Start of Data provided
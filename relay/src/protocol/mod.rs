//! Wire protocols: native messaging framing and relay messages

pub mod messages;
pub mod native;

pub use messages::{
    HostResponse, InboundEvent, OutboundRequest, RelayMessage, GRACEFUL_DISCONNECT,
};
pub use native::{read_message, write_message, NativeCodec};
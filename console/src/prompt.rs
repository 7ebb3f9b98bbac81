//! Prompt rendering from the host's working directory hint

/// Longest directory shown in the prompt without shortening
pub const MAX_DISPLAY_LEN: usize = 30;

pub const DEFAULT_PROMPT: &str = ">";

const ELLIPSIS: char = '…';

/// Shorten a directory for display.
///
/// Long paths keep their last component when it fits comfortably,
/// otherwise their last `MAX_DISPLAY_LEN` characters.
pub fn display_path(path: &str) -> String {
    let chars: Vec<char> = path.chars().collect();
    let len = chars.len();
    if len <= MAX_DISPLAY_LEN {
        return path.to_string();
    }

    let start = match chars.iter().rposition(|c| *c == '/' || *c == '\\') {
        Some(sep) if sep > len - MAX_DISPLAY_LEN + 5 => sep,
        _ => len - MAX_DISPLAY_LEN,
    };

    std::iter::once(ELLIPSIS)
        .chain(chars[start..].iter().copied())
        .collect()
}

/// Prompt for a working directory hint
pub fn prompt_for(path: &str) -> String {
    format!("{}>", display_path(path))
}
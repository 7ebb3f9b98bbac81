//! Channel and relay message types

use serde::{Deserialize, Serialize};
use serde_json::{Map, Value};

/// Disconnect reason used when the transport reports no error
pub const GRACEFUL_DISCONNECT: &str = "graceful";

/// Request written to the native host
#[derive(Debug, Clone, PartialEq, Eq, Serialize, Deserialize)]
pub struct OutboundRequest {
    pub command: String,
}

impl OutboundRequest {
    pub fn new(command: impl Into<String>) -> Self {
        Self {
            command: command.into(),
        }
    }
}

/// Message received from the native host.
///
/// Fields the relay does not interpret are kept in `extra` and passed on
/// untouched.
#[derive(Debug, Clone, Default, PartialEq, Serialize, Deserialize)]
pub struct HostResponse {
    #[serde(default, skip_serializing_if = "Option::is_none")]
    pub output: Option<String>,

    #[serde(default, skip_serializing_if = "Option::is_none")]
    pub error: Option<String>,

    #[serde(
        rename = "current_dir_for_browser",
        default,
        skip_serializing_if = "Option::is_none"
    )]
    pub current_directory_hint: Option<String>,

    #[serde(flatten)]
    pub extra: Map<String, Value>,
}

impl HostResponse {
    /// Output text, if the host sent any
    pub fn output_text(&self) -> Option<&str> {
        non_empty(&self.output)
    }

    /// Error text, if the host sent any.
    /// Hosts commonly send `"error": ""` on success; that counts as absent.
    pub fn error_text(&self) -> Option<&str> {
        non_empty(&self.error)
    }

    /// Working directory hint, if the host sent one
    pub fn directory_hint(&self) -> Option<&str> {
        non_empty(&self.current_directory_hint)
    }
}

fn non_empty(field: &Option<String>) -> Option<&str> {
    field.as_deref().filter(|s| !s.is_empty())
}

/// Event produced by the channel manager
#[derive(Debug, Clone, PartialEq)]
pub enum InboundEvent {
    Response(HostResponse),
    Disconnected { reason: String },
    ConnectionFailed { reason: String },
}

impl InboundEvent {
    /// Build a disconnect event from the transport's optional error
    pub fn disconnected(error: Option<String>) -> Self {
        InboundEvent::Disconnected {
            reason: error.unwrap_or_else(|| GRACEFUL_DISCONNECT.to_string()),
        }
    }
}

/// Message crossing the relay boundary between UI and router
#[derive(Debug, Clone, PartialEq, Serialize, Deserialize)]
#[serde(tag = "type", rename_all = "camelCase")]
pub enum RelayMessage {
    ExecuteNativeCommand { command: String },
    NativeHostResponse { payload: HostResponse },
    NativeHostDisconnected { error: String },
    NativeHostConnectionFailed { error: String },
}

impl RelayMessage {
    /// Wire name of the message type
    pub fn kind(&self) -> &'static str {
        match self {
            RelayMessage::ExecuteNativeCommand { .. } => "executeNativeCommand",
            RelayMessage::NativeHostResponse { .. } => "nativeHostResponse",
            RelayMessage::NativeHostDisconnected { .. } => "nativeHostDisconnected",
            RelayMessage::NativeHostConnectionFailed { .. } => "nativeHostConnectionFailed",
        }
    }
}

impl From<InboundEvent> for RelayMessage {
    fn from(event: InboundEvent) -> Self {
        match event {
            InboundEvent::Response(payload) => RelayMessage::NativeHostResponse { payload },
            InboundEvent::Disconnected { reason } => {
                RelayMessage::NativeHostDisconnected { error: reason }
            }
            InboundEvent::ConnectionFailed { reason } => {
                RelayMessage::NativeHostConnectionFailed { error: reason }
            }
        }
    }
}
End of Data provided
### What you will do
Which lines above include the string "const"? Show them.

### Response area
pub const MAX_DISPLAY_LEN: usize = 30;
pub const DEFAULT_PROMPT: &str = ">";
const ELLIPSIS: char = '…';
pub const GRACEFUL_DISCONNECT: &str = "graceful";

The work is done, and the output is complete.